You Don't Have to Be a Big Target to Be the Next Victim
Key Takeaways
- Ninety-four percent of SMBs have experienced at least one cyberattack. Attackers target vulnerability, not organizational size.
- Incident response planning follows four phases: preparation, detection and analysis, containment and recovery, and post-incident review.
- Most small organizations skip the preparation phase because it feels abstract. That miscalculation is what separates organizations that survive from those that do not.
- Cyber liability insurance now requires documented controls and a documented response plan to qualify. The qualification process forces the preparation work.
- Every third-party platform connected to your environment extends your security perimeter and becomes part of your vendor risk.
A True Story
A nonprofit director on Chicago’s South Side called me after eleven days offline. Ransomware had taken her systems down — a workforce development program, modest staff, the database that tracked participants and connected residents to jobs.
Eleven days is not an IT problem for an organization like that. It is eleven days of people not getting placed in jobs.
She told me she never thought they had anything worth stealing. She was wrong.

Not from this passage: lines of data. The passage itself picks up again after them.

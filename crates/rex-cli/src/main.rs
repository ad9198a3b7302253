mod cli;
mod config;
mod handlers;
mod tracing_setup;

use clap::Parser;
use cli::RexCli;
use config::RexConfig;
use tracing::info;

fn main() -> anyhow::Result<()> {
    let cli = RexCli::parse();
    let config = RexConfig::load(cli.config.as_deref())?.apply_profile();
    config.network.validate()?;

    tracing_setup::init_tracing(&config.logging, cli.verbose)?;
    config.report_source();
    info!(version = env!("CARGO_PKG_VERSION"), "Starting rex");

    cli.execute(&config)
}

That story is not an anomaly. It is the pattern.
What the Industry Reports
In 2025, global cybercrime costs reached $10.5 trillion, according to Cybersecurity Ventures, a figure that would make cybercrime the third-largest GDP in the world, behind only the United States and China. That level of financial incentive does not produce a criminal ecosystem that goes after large, well-defended targets and ignores everyone else. It produces one that scales. It goes after whoever is most accessible. And right now, small businesses and nonprofits are among the most accessible organizations in the digital economy.
Consider what the data actually shows. According to a 2024 survey conducted by Vanson Bourne and commissioned by ConnectWise, 94 percent of SMBs have experienced at least one cyberattack, a dramatic rise from 64 percent in 2019.

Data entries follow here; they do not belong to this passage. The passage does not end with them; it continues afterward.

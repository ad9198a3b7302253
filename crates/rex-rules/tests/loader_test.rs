//! Loaded rule documents behave in a network like hand-built productions.

use rex_core::{HandlerRegistry, Network, ReteConfig};
use rex_rules::{RuleParseError, install, parse_facts, parse_rules};
use std::cell::RefCell;
use std::rc::Rc;

const BLOCKS: &str = r#"{"productions": [
    {"name": "clear-box", "priority": 2,
     "lhs": [
        {"tag": "has", "classname": "Block", "identifier": "$b", "attribute": "kind", "value": "box"},
        {"tag": "ncc", "items": [
            {"tag": "has", "classname": "Block", "identifier": "$t", "attribute": "on", "value": "$b"}
        ]}
     ],
     "rhs": {"tmpl": "report", "channel": "ops"}}
]}"#;

const DISCOUNT: &str = r#"[{
    "name": "adult-member",
    "conditions": {"all": [
        {"fact": "age_bracket", "operator": "equal", "value": "adult"},
        {"fact": "member", "operator": "equal", "value": true}
    ]},
    "event": {"eventType": "discount", "customProperty": "ten-percent"}
}]"#;

fn recorder(handlers: &mut HandlerRegistry, template: &str) -> Rc<RefCell<Vec<String>>> {
    let seen = Rc::new(RefCell::new(Vec::new()));
    let sink = Rc::clone(&seen);
    handlers.register(template, move |_, activation| {
        let subject = activation.binding("$b").or(activation.binding("$id")).unwrap_or_default();
        sink.borrow_mut().push(format!("{}:{subject}", activation.param_str("channel").unwrap_or_default()));
        Ok(())
    });
    seen
}

#[test]
fn test_productions_document_drives_network() -> anyhow::Result<()> {
    let mut network = Network::new();
    install(&mut network, parse_rules(BLOCKS, &ReteConfig::default())?)?;

    let facts = parse_facts(r#"[["Block", "b1", "kind", "box"], ["Block", "b2", "kind", "box"],
                                ["Block", "b3", "on", "b2"]]"#)?;
    for fact in facts {
        network.add_fact(fact);
    }

    let mut handlers = HandlerRegistry::new();
    let seen = recorder(&mut handlers, "report");
    let report = network.fire(&mut handlers);
    assert!(report.is_clean());
    assert_eq!(*seen.borrow(), vec!["ops:b1".to_string()]);
    Ok(())
}

#[test]
fn test_event_rules_join_on_entity() -> anyhow::Result<()> {
    let mut network = Network::new();
    let handles = install(&mut network, parse_rules(DISCOUNT, &ReteConfig::default())?)?;
    assert_eq!(handles.len(), 1);

    let facts = parse_facts(
        r#"[
        {"class": "Person", "identifier": "p1", "attribute": "age_bracket", "value": "adult"},
        {"class": "Person", "identifier": "p1", "attribute": "member", "value": true},
        {"class": "Person", "identifier": "p2", "attribute": "age_bracket", "value": "adult"},
        {"class": "Person", "identifier": "p2", "attribute": "member", "value": false}
    ]"#,
    )?;
    for fact in facts {
        network.add_fact(fact);
    }

    let tokens = network.memory_tokens(handles[0].terminal);
    assert_eq!(tokens.len(), 1);
    assert_eq!(network.binding(tokens[0], "$id"), Some("p1"));
    Ok(())
}

#[test]
fn test_rejected_production_surfaces_core_error() {
    let text = r#"{"productions": [{"name": "empty", "lhs": [], "rhs": {"tmpl": "t"}}]}"#;
    let mut network = Network::new();
    let productions = parse_rules(text, &ReteConfig::default()).unwrap();
    let err = install(&mut network, productions).unwrap_err();
    assert!(matches!(err, RuleParseError::Rete(_)));
    assert!(network.productions().is_empty());
}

According to the Verizon 2025 Data Breach Investigations Report, 37 percent of companies hit by ransomware have fewer than 100 employees. The median ransom payment has reached approximately $115,000, according to Coveware’s Q4 2024 data, and that figure does not include the cost of forensic response, data recovery, and system hardening that typically follows. For a small business or nonprofit operating on thin margins, that is not a disruption. That is an ending.
The question I hear most often is some version of: why would anyone come after us? The answer is simpler than most people want to accept. Attackers are not always coming after you specifically. They are scanning for vulnerability, and if your systems present an opening, they will walk through it, regardless of your size, your sector, or what you think you have worth protecting.

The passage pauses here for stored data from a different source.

//! Prints the admission curve of a 0 → 10 rps ramp over ten seconds without touching the network.
//!
//! 1. Build a client on a [`ManualClock`] with the [`EchoTransport`].
//! 2. Spawn scenarios that chain three requests each, feeding every response into the next URL.
//! 3. Advance virtual time one second at a time and print the cumulative admissions.

// crates.io
use color_eyre::Result;
// self
use paced_client::{
	Client, EchoTransport, EventRecorder, ManualClock, RateLimitConfig, time::Duration,
};

#[tokio::main(flavor = "current_thread")]
async fn main() -> Result<()> {
	color_eyre::install()?;

	let clock = ManualClock::new();
	let recorder = EventRecorder::default();
	let client = Client::builder()
		.rate_limit(RateLimitConfig::new(0., 10., Duration::seconds(10)))
		.clock(clock.clone())
		.transport(EchoTransport::default())
		.add_listener(recorder.listener())
		.build()?;

	for _ in 0..200 {
		tokio::spawn(scenario(client.clone()));
	}

	settle().await;

	for second in 0..=12 {
		println!("t={second:>2}s admitted={:>3}", recorder.sent_count());

		clock.advance(Duration::SECOND);
		settle().await;
	}

	client.close();

	Ok(())
}

async fn scenario(client: Client) -> paced_client::Result<()> {
	let first = client.url("http://localhost:8080/foo").get().await?;
	let second = client.url(format!("http://localhost:8080/foo?page={}", first.status)).get().await?;

	client.url(format!("http://localhost:8080/foo?page={}", second.status)).get().await?;

	Ok(())
}

async fn settle() {
	for _ in 0..16 {
		tokio::task::yield_now().await;
	}
}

A Framework for What to Do About It
What changes the outcome is preparation. Not perfection but preparation. And there is a structured process for it.
Phase One: Preparation
The first phase covers the decisions you make and the protections you put in place before anything goes wrong. This includes identifying what data you hold and who has access to it, establishing baseline endpoint security across all devices, putting data backup systems in place that cannot be reached by ransomware, and documenting the steps your organization will take if a breach occurs. Most small organizations skip this phase because it feels abstract until something happens.
That is the miscalculation.
Phase Two: Detection and Analysis
The second phase is developing the ability to recognize when something is wrong. An operational glitch and a cybersecurity event are not the same thing, and treating every alert as a crisis or dismissing every anomaly as a technical hiccup both carry real costs.
Most breaches are not discovered immediately. The average attacker spends weeks inside a network before detection, and every day that window stays open, the damage compounds. Organizations that have monitoring in place close that window faster, and they are better positioned with insurance carriers, whose underwriting standards now require documented detection capability as a condition of coverage.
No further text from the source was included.